La otra cuestión es que a nadie parece haberle sorprendido el hecho de que un gobernador pueda despedir con libertad (y de manera quizá arbitraria) al titular de los servicios forenses de su estado. Ahí tenemos un problema, pues si los peritos encargados de hacer valoraciones científicas de un delito son empleados del gobernador en turno, entonces sus dictámenes pueden no gozar de la imparcialidad y autonomía necesarias para una correcta investigación.
En México, al contrario de lo que hicieron en Jalisco, necesitamos apoyar a los forenses para que hagan bien su trabajo, dándoles medios materiales y logísticos. No ganamos nada al despedirlos, si antes no dimos el apoyo para cumplir con sus responsabilidades. El que merecía ser despedido no era el señor forense, sino más bien el señor gobernador, para decirlo de manera clara y sin rodeos.
Lo que las noticias de Jalisco y las todavía peores sobre las fosas clandestinas en Veracruz ponen de manifiesto es la emergencia humanitaria en México. El gobierno de Enrique Peña Nieto había prometido reducir drásticamente los homicidios: fue una mentira más, de las muchas en este sexenio. No bajaron las muertes, sino que subieron de forma abrupta (sobre todo el año pasado y lo que va de 2018).
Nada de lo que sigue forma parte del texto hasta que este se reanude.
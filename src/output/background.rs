use super::OutputSink;
use crate::compositing::{OutputSurface, OverlayCanvas, PlacementRect};
use crate::segmentation::Frame;
use anyhow::{Context, Result};
use image::{imageops, Rgba, RgbaImage};
use std::path::Path;

/// What the subject is composited over
#[derive(Debug, Clone)]
pub enum Background {
    Solid(Rgba<u8>),
    Image(RgbaImage),
}

impl Background {
    pub fn open<P: AsRef<Path>>(path: P) -> Result<Self> {
        let path = path.as_ref();
        let image = image::open(path)
            .with_context(|| format!("Failed to open background image {}", path.display()))?
            .to_rgba8();
        Ok(Background::Image(image))
    }

    /// Render the background at the given output size
    pub fn render(&self, width: u32, height: u32) -> RgbaImage {
        match self {
            Background::Solid(color) => RgbaImage::from_pixel(width, height, *color),
            Background::Image(image) if image.dimensions() == (width, height) => image.clone(),
            Background::Image(image) => {
                imageops::resize(image, width, height, imageops::FilterType::Triangle)
            }
        }
    }
}

/// Output surface that composes the overlay over a background and writes
/// the result to a sink on every present
pub struct LoopbackSurface<O> {
    sink: O,
    background: RgbaImage,
    canvas: OverlayCanvas,
}

impl<O: OutputSink> LoopbackSurface<O> {
    pub fn new(sink: O, background: &Background) -> Self {
        let (width, height) = sink.resolution();
        Self {
            sink,
            background: background.render(width, height),
            canvas: OverlayCanvas::new(width, height),
        }
    }

    pub fn sink(&self) -> &O {
        &self.sink
    }
}

impl<O: OutputSink> OutputSurface for LoopbackSurface<O> {
    fn dimensions(&self) -> (u32, u32) {
        self.sink.resolution()
    }

    fn clear(&mut self) {
        let (width, height) = self.sink.resolution();
        self.canvas.resize(width, height);
        self.canvas.clear();
    }

    fn draw(&mut self, subject: &Frame, rect: PlacementRect, opacity: f32) -> Result<()> {
        self.canvas.draw(subject, rect, opacity)
    }

    fn present(&mut self) -> Result<()> {
        let composed = self.canvas.composite_over(&self.background);
        self.sink.write_frame(&composed)
    }
}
El año pasado en Jalisco se registraron 1,369 homicidios (más de 900 con armas de fuego). De enero a agosto de 2018 se habían alcanzado 1,215. Vamos empeorando y no hemos hecho nada para mejorar. La capacidad del Instituto de Ciencias Forenses de Jalisco permite almacenar 80 cadáveres. ¿Qué se puede hacer, como director del Instituto, si no paran de llegar cadáveres? En el Semefo de Acapulco están igual o peor: con capacidad de 270 cadáveres, están pendientes de identificación más de 750 cuerpos (algunos llevan desde 2011). Y la misma historia se repite en muchos puntos.
El territorio se ha convertido en un enorme panteón. Salvo Yucatán y Campeche, en el resto abundan las historias de violencia.
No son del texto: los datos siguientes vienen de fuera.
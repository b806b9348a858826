use super::CaptureSource;
use crate::segmentation::Frame;
use anyhow::{Context, Result};
use std::path::Path;

/// Replays one image as every frame, for running without a camera
pub struct StillImageCapture {
    frame: Frame,
}

impl StillImageCapture {
    pub fn open<P: AsRef<Path>>(path: P) -> Result<Self> {
        let path = path.as_ref();
        let frame = image::open(path)
            .with_context(|| format!("Failed to open input image {}", path.display()))?
            .to_rgba8();

        tracing::info!(
            "Using still image {} ({}x{}) as capture source",
            path.display(),
            frame.width(),
            frame.height()
        );

        Ok(Self { frame })
    }

    pub fn from_frame(frame: Frame) -> Self {
        Self { frame }
    }
}

impl CaptureSource for StillImageCapture {
    fn capture_frame(&mut self) -> Result<Frame> {
        Ok(self.frame.clone())
    }

    fn resolution(&self) -> (u32, u32) {
        self.frame.dimensions()
    }
}

#[cfg(test)]
mod tests {
    use super::*;
    use image::Rgba;

    #[test]
    fn every_capture_returns_the_same_frame() {
        let frame = Frame::from_pixel(3, 2, Rgba([1, 2, 3, 4]));
        let mut capture = StillImageCapture::from_frame(frame.clone());
        assert_eq!(capture.resolution(), (3, 2));
        assert_eq!(capture.capture_frame().unwrap(), frame);
        assert_eq!(capture.capture_frame().unwrap(), frame);
    }

    #[test]
    fn missing_file_is_an_error() {
        assert!(StillImageCapture::open("/nonexistent/frame.png").is_err());
    }
}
Es tal el grado de descomposición social, que hay personas dispuestas a matar por una rivalidad deportiva, como acabamos de ver en Monterrey. Ni un acontecimiento deportivo es seguro en México.
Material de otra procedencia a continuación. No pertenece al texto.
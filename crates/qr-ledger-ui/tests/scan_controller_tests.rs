//! Integration tests for scan controller transitions.

use qr_ledger_core::PermissionStatus;
use qr_ledger_ui::{
    ControllerOptions, LookupRequest, Popup, ScanController, ScanDecision, Transition,
};

fn granted_controller(options: ControllerOptions) -> ScanController {
    let mut controller = ScanController::new(options);
    controller.on_permission_resolved(true);
    controller
}

fn expect_lookup(decision: ScanDecision) -> LookupRequest {
    match decision {
        ScanDecision::Lookup(request) => request,
        other => panic!("expected lookup, got {other:?}"),
    }
}

#[test]
fn scan_controller_tests_starts_with_unknown_permission_and_no_result() {
    let controller = ScanController::default();
    assert_eq!(controller.state().permission, PermissionStatus::Unknown);
    assert_eq!(controller.state().last_result, None);
    assert_eq!(controller.state().last_error, None);
}

#[test]
fn scan_controller_tests_debounces_payload_equal_to_displayed_result() {
    let mut controller = granted_controller(ControllerOptions::default());
    let request = expect_lookup(controller.on_scan("0xabc123"));
    controller.on_lookup_resolved(&request, Ok::<_, String>("hello world".to_string()));

    assert_eq!(controller.on_scan("hello world"), ScanDecision::Debounced);
    assert!(controller.in_flight().is_empty());
}

#[test]
fn scan_controller_tests_distinct_payload_yields_one_lookup_with_that_argument() {
    let mut controller = granted_controller(ControllerOptions::default());
    let request = expect_lookup(controller.on_scan("0xabc123"));
    assert_eq!(request.identifier, "0xabc123");
    assert_eq!(controller.in_flight(), &[request]);
}

#[test]
fn scan_controller_tests_repeats_lookup_for_in_flight_payload_by_default() {
    let mut controller = granted_controller(ControllerOptions::default());
    expect_lookup(controller.on_scan("0xabc123"));
    expect_lookup(controller.on_scan("0xabc123"));
    assert_eq!(controller.in_flight().len(), 2);
}

#[test]
fn scan_controller_tests_in_flight_suppression_is_opt_in() {
    let mut controller = granted_controller(ControllerOptions {
        suppress_in_flight: true,
    });
    let request = expect_lookup(controller.on_scan("0xabc123"));
    assert_eq!(controller.on_scan("0xabc123"), ScanDecision::AlreadyInFlight);

    controller.on_lookup_resolved(&request, Ok::<_, String>("hello".to_string()));
    expect_lookup(controller.on_scan("0xabc123"));
}

#[test]
fn scan_controller_tests_success_shows_exact_text_with_spring() {
    let mut controller = granted_controller(ControllerOptions::default());
    let request = expect_lookup(controller.on_scan("0xabc123"));

    let transition =
        controller.on_lookup_resolved(&request, Ok::<_, String>("  spaced\u{e9} ".to_string()));
    assert_eq!(transition, Transition::Spring);
    assert_eq!(
        controller.render().popup,
        Some(Popup::Result {
            text: "  spaced\u{e9} ".to_string()
        })
    );
}

#[test]
fn scan_controller_tests_failure_replaces_result_popup_with_error() {
    let mut controller = granted_controller(ControllerOptions::default());
    let first = expect_lookup(controller.on_scan("0x01"));
    controller.on_lookup_resolved(&first, Ok::<_, String>("first".to_string()));

    let second = expect_lookup(controller.on_scan("0x02"));
    controller.on_lookup_resolved(&second, Err::<String, _>("transaction not found: 0x02"));

    let state = controller.state();
    assert_eq!(state.last_result, None);
    let failure = state.last_error.as_ref().expect("error should be recorded");
    assert_eq!(failure.identifier, "0x02");
    assert_eq!(failure.message, "transaction not found: 0x02");
    assert_eq!(
        controller.render().popup,
        Some(Popup::Error {
            identifier: "0x02".to_string(),
            message: "transaction not found: 0x02".to_string(),
        })
    );
}

#[test]
fn scan_controller_tests_result_hidden_by_failure_is_no_longer_debounced() {
    let mut controller = granted_controller(ControllerOptions::default());
    let first = expect_lookup(controller.on_scan("0x01"));
    controller.on_lookup_resolved(&first, Ok::<_, String>("first".to_string()));
    let second = expect_lookup(controller.on_scan("0x02"));
    controller.on_lookup_resolved(&second, Err::<String, _>("boom"));

    let again = expect_lookup(controller.on_scan("first"));
    assert_eq!(again.identifier, "first");

    controller.on_dismiss();
    assert_eq!(controller.render().popup, None);
}

#[test]
fn scan_controller_tests_dismiss_always_clears_result() {
    let mut controller = granted_controller(ControllerOptions::default());
    controller.on_dismiss();
    assert_eq!(controller.state().last_result, None);

    let request = expect_lookup(controller.on_scan("0x01"));
    controller.on_lookup_resolved(&request, Ok::<_, String>("text".to_string()));
    controller.on_dismiss();
    assert_eq!(controller.state().last_result, None);
    assert_eq!(controller.state().last_error, None);
    assert_eq!(controller.render().popup, None);
}

#[test]
fn scan_controller_tests_late_response_after_dismiss_still_applies() {
    let mut controller = granted_controller(ControllerOptions::default());
    let request = expect_lookup(controller.on_scan("0x01"));
    controller.on_dismiss();

    controller.on_lookup_resolved(&request, Ok::<_, String>("late".to_string()));
    assert_eq!(controller.state().last_result.as_deref(), Some("late"));
}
Algo hemos hecho mal y hay que cambiar de rumbo. Ojalá el nuevo gobierno traiga ideas frescas y entre todos ayudemos a ponerlas en marcha. Quienes han estado al frente de las instituciones (incluyendo, desde luego, a los gobiernos estatales y municipales) han demostrado ser una pandilla de fracasados, carentes de ideas efectivas para combatir la inseguridad. Necesitamos un cambio, pero ese cambio no se dará mientras la respuesta a la criminalidad consista en correr a los forenses que solo intentan hacer lo mejor posible su trabajo. Aprendamos del ejemplo de Jalisco, para no seguirlo en ningún otro sitio.